» **Study material**:

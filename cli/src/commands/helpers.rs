use anyhow::{Result, bail};
use std::process;
use tabled::{
    Table, Tabled,
    settings::{Alignment, Modify, Style, object::Columns},
};

use recipe_search_core::models::Recipe;
use recipe_search_core::state::ListState;

pub(crate) fn print_recipe_table(recipes: &[Recipe]) {
    #[derive(Tabled)]
    struct RecipeRow {
        #[tabled(rename = "#")]
        idx: usize,
        #[tabled(rename = "ID")]
        id: i64,
        #[tabled(rename = "Title")]
        title: String,
        #[tabled(rename = "Ready")]
        ready: String,
        #[tabled(rename = "Fav")]
        favourite: &'static str,
    }

    let rows: Vec<RecipeRow> = recipes
        .iter()
        .enumerate()
        .map(|(i, r)| RecipeRow {
            idx: i + 1,
            id: r.id,
            title: if r.title.is_empty() {
                "(untitled)".to_string()
            } else {
                truncate(&r.title, 50)
            },
            ready: {
                let mins = r.display_ready_minutes();
                format!("{mins} min")
            },
            favourite: if r.is_favourite { "★" } else { "" },
        })
        .collect();

    let table = Table::new(&rows)
        .with(Style::rounded())
        .with(Modify::new(Columns::new(3..4)).with(Alignment::right()))
        .to_string();
    println!("{table}");
}

/// Print a settled list as a table or JSON. Exits with 2 when it is empty.
pub(crate) fn print_list(list: &ListState, json: bool, empty_message: &str) -> Result<()> {
    if let Some(error) = &list.error {
        bail!("{error}");
    }

    if list.recipes.is_empty() {
        if json {
            println!("[]");
        } else {
            eprintln!("{empty_message}");
        }
        process::exit(2);
    }

    if json {
        println!("{}", serde_json::to_string_pretty(&list.recipes)?);
    } else {
        print_recipe_table(&list.recipes);
    }
    Ok(())
}

pub(crate) fn truncate(s: &str, max: usize) -> String {
    if s.chars().count() <= max {
        s.to_string()
    } else {
        let end = s.char_indices().nth(max.saturating_sub(3)).map_or(s.len(), |(i, _)| i);
        format!("{}...", &s[..end])
    }
}

#[cfg(test)]
mod tests {
    use super::*;

    #[test]
    fn test_truncate() {
        assert_eq!(truncate("Soup", 10), "Soup");
        assert_eq!(truncate("Slow Cooker Chicken Tikka Masala", 15), "Slow Cooker ...");
    }

    #[test]
    fn test_truncate_utf8() {
        // Should not panic on multi-byte characters
        assert_eq!(truncate("Crème brûlée au café", 10), "Crème b...");
        assert_eq!(truncate("Müsli", 10), "Müsli");
        assert_eq!(truncate("親子丼と味噌汁のセット", 8), "親子丼と味...");
    }

    #[test]
    fn test_truncate_tiny_width() {
        assert_eq!(truncate("Soup", 2), "...");
        assert_eq!(truncate("Soup", 0), "...");
    }

    #[test]
    fn test_print_list_surfaces_error() {
        let list = ListState {
            recipes: Vec::new(),
            is_loading: false,
            error: Some("Server error: 402".to_string()),
            generation: 1,
        };
        let err = print_list(&list, false, "nothing").unwrap_err();
        assert_eq!(err.to_string(), "Server error: 402");
    }
}
use thiserror::Error;

/// Failure reported by a remote recipe source.
#[derive(Error, Debug, Clone, PartialEq, Eq)]
pub enum NetworkError {
    #[error("Couldn't reach server. Check your internet connection.")]
    Unreachable(String),

    #[error("Server error: {0}")]
    ServerError(u16),
}

#[derive(Error, Debug, Clone, PartialEq, Eq)]
pub enum SyncError {
    #[error(transparent)]
    Network(#[from] NetworkError),

    #[error("Couldn't save recipe {id} to favourites: {reason}")]
    PersistenceInsertFailed { id: i64, reason: String },

    #[error("Couldn't remove recipe {id} from favourites: {reason}")]
    PersistenceDeleteFailed { id: i64, reason: String },

    #[error("Couldn't load favourites: {reason}")]
    PersistenceReadFailed { reason: String },

    /// A newer request for the same list was issued; never shown to the user.
    #[error("fetch generation {0} was superseded")]
    SupersededFetch(u64),
}

impl SyncError {
    pub(crate) fn read_failed(err: &anyhow::Error) -> Self {
        SyncError::PersistenceReadFailed {
            reason: format!("{err:#}"),
        }
    }
}

#[cfg(test)]
mod tests {
    use super::*;

    #[test]
    fn test_messages() {
        let e: SyncError = NetworkError::ServerError(402).into();
        assert_eq!(e.to_string(), "Server error: 402");

        let e = SyncError::from(NetworkError::Unreachable("dns".to_string()));
        assert_eq!(
            e.to_string(),
            "Couldn't reach server. Check your internet connection."
        );

        let e = SyncError::PersistenceDeleteFailed {
            id: 5,
            reason: "disk I/O error".to_string(),
        };
        assert_eq!(
            e.to_string(),
            "Couldn't remove recipe 5 from favourites: disk I/O error"
        );
    }
}
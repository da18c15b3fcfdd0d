mod browse;
mod favourite;
mod helpers;
mod search;

use recipe_search_core::engine::SearchEngine;
use recipe_search_core::service::LocalFavorites;

use crate::spoonacular::SpoonacularClient;

pub(crate) use browse::cmd_browse;
pub(crate) use favourite::{cmd_toggle, cmd_unfavourite};
pub(crate) use search::{cmd_favourites, cmd_popular, cmd_search};

pub(crate) type Engine = SearchEngine<SpoonacularClient, LocalFavorites>;
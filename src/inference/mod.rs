pub mod pipeline;
pub mod types;

pub use pipeline::InferencePipeline;
pub use types::{ClassificationResponse, DetectionResponse, ResultFormatter};
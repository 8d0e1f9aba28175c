use serde::Serialize;

/// COCO 80 类标签表，顺序与检测模型输出的类别下标一致
pub const COCO_CLASSES: [&str; 80] = [
    "person",
    "bicycle",
    "car",
    "motorcycle",
    "airplane",
    "bus",
    "train",
    "truck",
    "boat",
    "traffic light",
    "fire hydrant",
    "stop sign",
    "parking meter",
    "bench",
    "bird",
    "cat",
    "dog",
    "horse",
    "sheep",
    "cow",
    "elephant",
    "bear",
    "zebra",
    "giraffe",
    "backpack",
    "umbrella",
    "handbag",
    "tie",
    "suitcase",
    "frisbee",
    "skis",
    "snowboard",
    "sports ball",
    "kite",
    "baseball bat",
    "baseball glove",
    "skateboard",
    "surfboard",
    "tennis racket",
    "bottle",
    "wine glass",
    "cup",
    "fork",
    "knife",
    "spoon",
    "bowl",
    "banana",
    "apple",
    "sandwich",
    "orange",
    "broccoli",
    "carrot",
    "hot dog",
    "pizza",
    "donut",
    "cake",
    "chair",
    "couch",
    "potted plant",
    "bed",
    "dining table",
    "toilet",
    "tv",
    "laptop",
    "mouse",
    "remote",
    "keyboard",
    "cell phone",
    "microwave",
    "oven",
    "toaster",
    "sink",
    "refrigerator",
    "book",
    "clock",
    "vase",
    "scissors",
    "teddy bear",
    "hair drier",
    "toothbrush",
];

/// 类别下标 -> 类别名；超出标签表的下标返回 `class_<id>`
pub fn class_name(class_id: usize) -> String {
    COCO_CLASSES
        .get(class_id)
        .map(|name| name.to_string())
        .unwrap_or_else(|| format!("class_{}", class_id))
}

/// 检测类别的语义分组
#[derive(Debug, Clone, Copy, PartialEq, Eq, Hash, Serialize)]
#[serde(rename_all = "lowercase")]
pub enum Bucket {
    Vehicle,
    Cyclist,
    Other,
}

impl Bucket {
    pub fn from_class_name(name: &str) -> Self {
        match name {
            "car" | "truck" | "bus" => Bucket::Vehicle,
            "bicycle" | "motorcycle" => Bucket::Cyclist,
            _ => Bucket::Other,
        }
    }
}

» **Required work**:
Would you print all of the material above exactly as written?

» **Output for this task**:
filename cli/src/commands/helpers.rs
use anyhow::{Result, bail};
use std::process;
use tabled::{
    Table, Tabled,
    settings::{Alignment, Modify, Style, object::Columns},
};

use recipe_search_core::models::Recipe;
use recipe_search_core::state::ListState;

pub(crate) fn print_recipe_table(recipes: &[Recipe]) {
    #[derive(Tabled)]
    struct RecipeRow {
        #[tabled(rename = "#")]
        idx: usize,
        #[tabled(rename = "ID")]
        id: i64,
        #[tabled(rename = "Title")]
        title: String,
        #[tabled(rename = "Ready")]
        ready: String,
        #[tabled(rename = "Fav")]
        favourite: &'static str,
    }

    let rows: Vec<RecipeRow> = recipes
        .iter()
        .enumerate()
        .map(|(i, r)| RecipeRow {
            idx: i + 1,
            id: r.id,
            title: if r.title.is_empty() {
                "(untitled)".to_string()
            } else {
                truncate(&r.title, 50)
            },
            ready: {
                let mins = r.display_ready_minutes();
                format!("{mins} min")
            },
            favourite: if r.is_favourite { "★" } else { "" },
        })
        .collect();

    let table = Table::new(&rows)
        .with(Style::rounded())
        .with(Modify::new(Columns::new(3..4)).with(Alignment::right()))
        .to_string();
    println!("{table}");
}

/// Print a settled list as a table or JSON. Exits with 2 when it is empty.
pub(crate) fn print_list(list: &ListState, json: bool, empty_message: &str) -> Result<()> {
    if let Some(error) = &list.error {
        bail!("{error}");
    }

    if list.recipes.is_empty() {
        if json {
            println!("[]");
        } else {
            eprintln!("{empty_message}");
        }
        process::exit(2);
    }

    if json {
        println!("{}", serde_json::to_string_pretty(&list.recipes)?);
    } else {
        print_recipe_table(&list.recipes);
    }
    Ok(())
}

pub(crate) fn truncate(s: &str, max: usize) -> String {
    if s.chars().count() <= max {
        s.to_string()
    } else {
        let end = s.char_indices().nth(max.saturating_sub(3)).map_or(s.len(), |(i, _)| i);
        format!("{}...", &s[..end])
    }
}

#[cfg(test)]
mod tests {
    use super::*;

    #[test]
    fn test_truncate() {
        assert_eq!(truncate("Soup", 10), "Soup");
        assert_eq!(truncate("Slow Cooker Chicken Tikka Masala", 15), "Slow Cooker ...");
    }

    #[test]
    fn test_truncate_utf8() {
        // Should not panic on multi-byte characters
        assert_eq!(truncate("Crème brûlée au café", 10), "Crème b...");
        assert_eq!(truncate("Müsli", 10), "Müsli");
        assert_eq!(truncate("親子丼と味噌汁のセット", 8), "親子丼と味...");
    }

    #[test]
    fn test_truncate_tiny_width() {
        assert_eq!(truncate("Soup", 2), "...");
        assert_eq!(truncate("Soup", 0), "...");
    }

    #[test]
    fn test_print_list_surfaces_error() {
        let list = ListState {
            recipes: Vec::new(),
            is_loading: false,
            error: Some("Server error: 402".to_string()),
            generation: 1,
        };
        let err = print_list(&list, false, "nothing").unwrap_err();
        assert_eq!(err.to_string(), "Server error: 402");
    }
}
use thiserror::Error;

/// Failure reported by a remote recipe source.
#[derive(Error, Debug, Clone, PartialEq, Eq)]
pub enum NetworkError {
    #[error("Couldn't reach server. Check your internet connection.")]
    Unreachable(String),

    #[error("Server error: {0}")]
    ServerError(u16),
}

#[derive(Error, Debug, Clone, PartialEq, Eq)]
pub enum SyncError {
    #[error(transparent)]
    Network(#[from] NetworkError),

    #[error("Couldn't save recipe {id} to favourites: {reason}")]
    PersistenceInsertFailed { id: i64, reason: String },

    #[error("Couldn't remove recipe {id} from favourites: {reason}")]
    PersistenceDeleteFailed { id: i64, reason: String },

    #[error("Couldn't load favourites: {reason}")]
    PersistenceReadFailed { reason: String },

    /// A newer request for the same list was issued; never shown to the user.
    #[error("fetch generation {0} was superseded")]
    SupersededFetch(u64),
}

impl SyncError {
    pub(crate) fn read_failed(err: &anyhow::Error) -> Self {
        SyncError::PersistenceReadFailed {
            reason: format!("{err:#}"),
        }
    }
}

#[cfg(test)]
mod tests {
    use super::*;

    #[test]
    fn test_messages() {
        let e: SyncError = NetworkError::ServerError(402).into();
        assert_eq!(e.to_string(), "Server error: 402");

        let e = SyncError::from(NetworkError::Unreachable("dns".to_string()));
        assert_eq!(
            e.to_string(),
            "Couldn't reach server. Check your internet connection."
        );

        let e = SyncError::PersistenceDeleteFailed {
            id: 5,
            reason: "disk I/O error".to_string(),
        };
        assert_eq!(
            e.to_string(),
            "Couldn't remove recipe 5 from favourites: disk I/O error"
        );
    }
}
repository da18c15b3fcfdd0d
mod browse;
mod favourite;
mod helpers;
mod search;

use recipe_search_core::engine::SearchEngine;
use recipe_search_core::service::LocalFavorites;

use crate::spoonacular::SpoonacularClient;

pub(crate) use browse::cmd_browse;
pub(crate) use favourite::{cmd_toggle, cmd_unfavourite};
pub(crate) use search::{cmd_favourites, cmd_popular, cmd_search};

pub(crate) type Engine = SearchEngine<SpoonacularClient, LocalFavorites>;
filename src/inference/mod.rs
pub mod pipeline;
pub mod types;

pub use pipeline::InferencePipeline;
pub use types::{ClassificationResponse, DetectionResponse, ResultFormatter};
repository 8d0e1f9aba28175c
use serde::Serialize;

/// COCO 80 类标签表，顺序与检测模型输出的类别下标一致
pub const COCO_CLASSES: [&str; 80] = [
    "person",
    "bicycle",
    "car",
    "motorcycle",
    "airplane",
    "bus",
    "train",
    "truck",
    "boat",
    "traffic light",
    "fire hydrant",
    "stop sign",
    "parking meter",
    "bench",
    "bird",
    "cat",
    "dog",
    "horse",
    "sheep",
    "cow",
    "elephant",
    "bear",
    "zebra",
    "giraffe",
    "backpack",
    "umbrella",
    "handbag",
    "tie",
    "suitcase",
    "frisbee",
    "skis",
    "snowboard",
    "sports ball",
    "kite",
    "baseball bat",
    "baseball glove",
    "skateboard",
    "surfboard",
    "tennis racket",
    "bottle",
    "wine glass",
    "cup",
    "fork",
    "knife",
    "spoon",
    "bowl",
    "banana",
    "apple",
    "sandwich",
    "orange",
    "broccoli",
    "carrot",
    "hot dog",
    "pizza",
    "donut",
    "cake",
    "chair",
    "couch",
    "potted plant",
    "bed",
    "dining table",
    "toilet",
    "tv",
    "laptop",
    "mouse",
    "remote",
    "keyboard",
    "cell phone",
    "microwave",
    "oven",
    "toaster",
    "sink",
    "refrigerator",
    "book",
    "clock",
    "vase",
    "scissors",
    "teddy bear",
    "hair drier",
    "toothbrush",
];

/// 类别下标 -> 类别名；超出标签表的下标返回 `class_<id>`
pub fn class_name(class_id: usize) -> String {
    COCO_CLASSES
        .get(class_id)
        .map(|name| name.to_string())
        .unwrap_or_else(|| format!("class_{}", class_id))
}

/// 检测类别的语义分组
#[derive(Debug, Clone, Copy, PartialEq, Eq, Hash, Serialize)]
#[serde(rename_all = "lowercase")]
pub enum Bucket {
    Vehicle,
    Cyclist,
    Other,
}

impl Bucket {
    pub fn from_class_name(name: &str) -> Self {
        match name {
            "car" | "truck" | "bus" => Bucket::Vehicle,
            "bicycle" | "motorcycle" => Bucket::Cyclist,
            _ => Bucket::Other,
        }
    }
}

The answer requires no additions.